Tanto el tema del tabú como la manera en cómo el protagonista se acoge a la ley, nos remite al mito que Freud elaboró en su texto Tótem y tabú (1913). En él, el padre de la horda primitiva goza de todas las mujeres antes de que sus hijos acaben con él y dicten la ley del incesto que permitirá fundar la sociedad. Si creemos en las palabras del protagonista y pensamos que efectivamente ha sido criado por un perro, es curioso ver cómo el único que puede acogerse a la ley, el único que puede reprimir sus impulsos sexuales y agresivos, el único que puede dar vida, proviene de un progenitor de otra especie, de un animal, de un perro. Encontramos en ello ciertas reminiscencias de las organizaciones tribales descritas por Freud, en las que las sociedades se organizaban por clanes presididos por el tótem de un animal sagrado, del cual supuestamente la tribu descendía y que vendría a representar al padre mitológico de la horda primitiva asesinado por sus descendientes. Podríamos pensar que en una sociedad tan alejada a esta instauración de la ley, donde ya no se toleran los restos y el imperativo no es tanto el respeto de la ley sino su misma transgresión en un afán ilimitado de goce, aquél que se encuentra más cerca de su instauración es el único que puede acogerse a ella. A su vez, vemos cómo, más adelante, en una escena fabulosa donde padre e hija se topan con una nave igual que la suya perdida en el espacio y esperan encontrar en ella otros humanos, lo único que hallan es una jauría de perros viviendo en la inmundicia. Parecería que en esta escena los humanos y los perros quedan asemejados. Más significativo aún es cuando un poco más adelante, Monte le dice a la hija: “Vamos a alimentar al perro”. Es extraño, porque Monte se acaba de negar a quedarse uno de los cachorros encontrados en la otra nave tal como le hija pedía que hicieran. Descubrimos un instante después que al perro que tienen que alimentar es a la misma nave, ante la que cada día tienen que pasar un informe en una supervisión sin fin: un perro con un hambre que nunca cesa, que remite a ese viejo padre de la horda primitiva, y que, si nos acogemos a la biografía de Monte, éste respeta como si de su tótem se tratara.

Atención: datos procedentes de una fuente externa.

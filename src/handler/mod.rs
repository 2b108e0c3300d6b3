//! Request handler module
//!
//! Verb dispatch for local resources and the per-verb handlers behind it.

mod methods;
mod redirect;
pub mod router;
mod verb;

// Re-export main entry point
pub use router::{Engine, RequestContext};
pub use verb::Verb;
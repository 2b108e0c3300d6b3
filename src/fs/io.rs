//! Range reads and streamed writes
//!
//! Descriptors opened here are scoped to the call: each one is dropped when
//! its function returns, on success and on error alike.

use std::io::SeekFrom;
use std::path::Path;

use bytes::Bytes;
use http_body_util::BodyExt;
use tokio::fs::{File, OpenOptions};
use tokio::io::{AsyncReadExt, AsyncSeekExt, AsyncWriteExt};
use tokio::task::JoinSet;
use tokio_util::sync::CancellationToken;

use super::error::{FsError, FsResultExt};
use crate::body::Body;
use crate::error::Error;
use crate::http::range::{RangeSpec, WriteWindow};

/// How a write opens its target
#[derive(Debug, Clone, Copy, PartialEq, Eq)]
pub enum WriteMode {
    /// Create or truncate (`PUT`, `WRITE`)
    Truncate,
    /// Existing file, read+write, no truncation (`POST`)
    Update,
    /// Create or append (`APPEND`)
    Append,
}

impl WriteMode {
    pub fn open_options(self) -> OpenOptions {
        let mut options = OpenOptions::new();
        match self {
            Self::Truncate => options.write(true).create(true).truncate(true),
            Self::Update => options.read(true).write(true),
            Self::Append => options.append(true).create(true),
        };
        options
    }
}

/// Most range reads in flight at once, each holding its own descriptor
pub const MAX_PARALLEL_RANGES: usize = 16;

/// Read every range in parallel, one descriptor per range
///
/// At most [`MAX_PARALLEL_RANGES`] reads run at a time. The result keeps
/// request order regardless of completion order.
pub async fn read_ranges(path: &Path, ranges: &[RangeSpec]) -> Result<Vec<Bytes>, FsError> {
    let mut chunks = vec![Bytes::new(); ranges.len()];
    let mut tasks = JoinSet::new();

    for (index, range) in ranges.iter().copied().enumerate() {
        if tasks.len() >= MAX_PARALLEL_RANGES {
            join_range(&mut tasks, &mut chunks, path).await?;
        }
        let path = path.to_path_buf();
        tasks.spawn(async move { (index, read_range(&path, range).await) });
    }
    while !tasks.is_empty() {
        join_range(&mut tasks, &mut chunks, path).await?;
    }
    Ok(chunks)
}

type RangeTask = (usize, Result<Bytes, FsError>);

/// Wait for one range read and slot its bytes in place
async fn join_range(
    tasks: &mut JoinSet<RangeTask>,
    chunks: &mut [Bytes],
    path: &Path,
) -> Result<(), FsError> {
    if let Some(joined) = tasks.join_next().await {
        let (index, result) =
            joined.map_err(|err| FsError::new(std::io::Error::other(err), "read", path))?;
        chunks[index] = result?;
    }
    Ok(())
}

async fn read_range(path: &Path, range: RangeSpec) -> Result<Bytes, FsError> {
    let mut file = File::open(path).await.fs_context("open", path)?;
    file.seek(SeekFrom::Start(range.start))
        .await
        .fs_context("read", path)?;

    let len = usize::try_from(range.len())
        .map_err(|_| FsError::from_errno(libc::EFBIG, "read", path))?;
    let mut buf = vec![0; len];
    file.read_exact(&mut buf).await.fs_context("read", path)?;
    Ok(Bytes::from(buf))
}

/// Open `path` per `mode` and stream `body` into it
///
/// With a window, writing starts at its position and stops once its limit
/// is reached, even if the body has more to give.
pub async fn write_body(
    path: &Path,
    mode: WriteMode,
    window: Option<WriteWindow>,
    body: Body,
    signal: Option<&CancellationToken>,
) -> Result<u64, Error> {
    let mut file = mode.open_options().open(path).await.fs_context("open", path)?;

    let limit = match window {
        Some(window) => {
            file.seek(SeekFrom::Start(window.position))
                .await
                .fs_context("write", path)?;
            window.limit
        }
        None => None,
    };

    let written = copy_body(&mut file, path, body, limit, signal).await?;
    file.flush().await.fs_context("write", path)?;
    Ok(written)
}

async fn copy_body(
    file: &mut File,
    path: &Path,
    mut body: Body,
    mut limit: Option<u64>,
    signal: Option<&CancellationToken>,
) -> Result<u64, Error> {
    let mut written = 0;

    while limit != Some(0) {
        let next = match signal {
            Some(signal) => tokio::select! {
                biased;
                () = signal.cancelled() => return Err(Error::Aborted),
                frame = body.frame() => frame,
            },
            None => body.frame().await,
        };
        let Some(frame) = next else { break };
        let Ok(chunk) = frame.map_err(Error::BodyStream)?.into_data() else {
            continue;
        };

        let take = limit.map_or(chunk.len(), |remaining| {
            usize::try_from(remaining).map_or(chunk.len(), |r| r.min(chunk.len()))
        });
        file.write_all(&chunk[..take]).await.fs_context("write", path)?;

        written += take as u64;
        if let Some(remaining) = limit.as_mut() {
            *remaining -= take as u64;
        }
    }

    Ok(written)
}

#[cfg(test)]
mod tests {
    use super::*;

    #[tokio::test]
    async fn test_read_ranges_keeps_request_order() {
        let dir = tempfile::tempdir().unwrap();
        let path = dir.path().join("digits");
        std::fs::write(&path, b"0123456789").unwrap();

        let ranges = [
            RangeSpec { start: 7, end: 8 },
            RangeSpec { start: 1, end: 3 },
            RangeSpec { start: 1, end: 1 },
        ];
        let chunks = read_ranges(&path, &ranges).await.unwrap();
        assert_eq!(chunks.concat(), b"781231");
    }

    #[tokio::test]
    async fn test_read_many_ranges() {
        let dir = tempfile::tempdir().unwrap();
        let path = dir.path().join("digits");
        std::fs::write(&path, b"0123456789").unwrap();

        let ranges: Vec<RangeSpec> = (0..5000u64)
            .map(|i| RangeSpec {
                start: i % 10,
                end: i % 10,
            })
            .collect();
        let chunks = read_ranges(&path, &ranges).await.unwrap();
        let expected: Vec<u8> = (0..5000u32).map(|i| b'0' + (i % 10) as u8).collect();
        assert_eq!(chunks.concat(), expected);
    }

    #[tokio::test]
    async fn test_read_missing_file() {
        let dir = tempfile::tempdir().unwrap();
        let err = read_ranges(&dir.path().join("nope"), &[RangeSpec { start: 0, end: 0 }])
            .await
            .unwrap_err();
        assert_eq!(err.code(), "ENOENT");
        assert_eq!(err.syscall(), "open");
    }

    #[tokio::test]
    async fn test_windowed_write_stops_at_limit() {
        let dir = tempfile::tempdir().unwrap();
        let path = dir.path().join("target");
        std::fs::write(&path, b"..........").unwrap();

        let window = WriteWindow {
            position: 2,
            limit: Some(3),
        };
        let written = write_body(&path, WriteMode::Update, Some(window), Body::from("abcdef"), None)
            .await
            .unwrap();
        assert_eq!(written, 3);
        assert_eq!(std::fs::read(&path).unwrap(), b"..abc.....");
    }

    #[tokio::test]
    async fn test_update_requires_existing_file() {
        let dir = tempfile::tempdir().unwrap();
        let err = write_body(
            &dir.path().join("absent"),
            WriteMode::Update,
            None,
            Body::from("x"),
            None,
        )
        .await
        .unwrap_err();
        assert_eq!(err.status().map(|s| s.as_u16()), Some(404));
    }

    #[tokio::test]
    async fn test_append_keeps_existing_bytes() {
        let dir = tempfile::tempdir().unwrap();
        let path = dir.path().join("log");
        std::fs::write(&path, b"head").unwrap();

        write_body(&path, WriteMode::Append, None, Body::from("-tail"), None)
            .await
            .unwrap();
        assert_eq!(std::fs::read(&path).unwrap(), b"head-tail");
    }

    #[tokio::test]
    async fn test_cancelled_write() {
        let dir = tempfile::tempdir().unwrap();
        let signal = CancellationToken::new();
        signal.cancel();

        let err = write_body(
            &dir.path().join("f"),
            WriteMode::Truncate,
            None,
            Body::from("data"),
            Some(&signal),
        )
        .await
        .unwrap_err();
        assert!(matches!(err, Error::Aborted));
    }
}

Monte, no obstante, el único que puede contener su hambre, varias veces se siente tentado de acabar con su vida y con la de la pequeña. No lo hace. No sabe por qué pero no lo hace. El tabú funciona. Hay que seguir adelante. Adelante, sin embargo, sin transgredir la prohibición de acostarse con su hija, hecho que deja la posible descendencia de la nave, la vida en ella, y por lo tanto, muy probablemente, de la especie humana, muy en entredicho, pero que sin embargo dota el resto de sus vidas de cierta dignidad, de cierto orden. Una ley aliena a la naturaleza, a los instintos e incluso a la pervivencia de los genes por la vía reproductiva. Una ley que sin embargo da la posibilidad de armar un lazo entre ellos. Un lazo entre padre e hija que perdura hasta el final de la película. Un final al que ambos eligen adentrarse. Con tranquilidad. Agarrados de la mano. Sin escafandra y sobre fondo negro. El nombre del padre ha permitido llegar hasta allí. No ha servido más que para llegar a la muerte. Para llegar al lugar donde el reciclaje insaciable se diluye.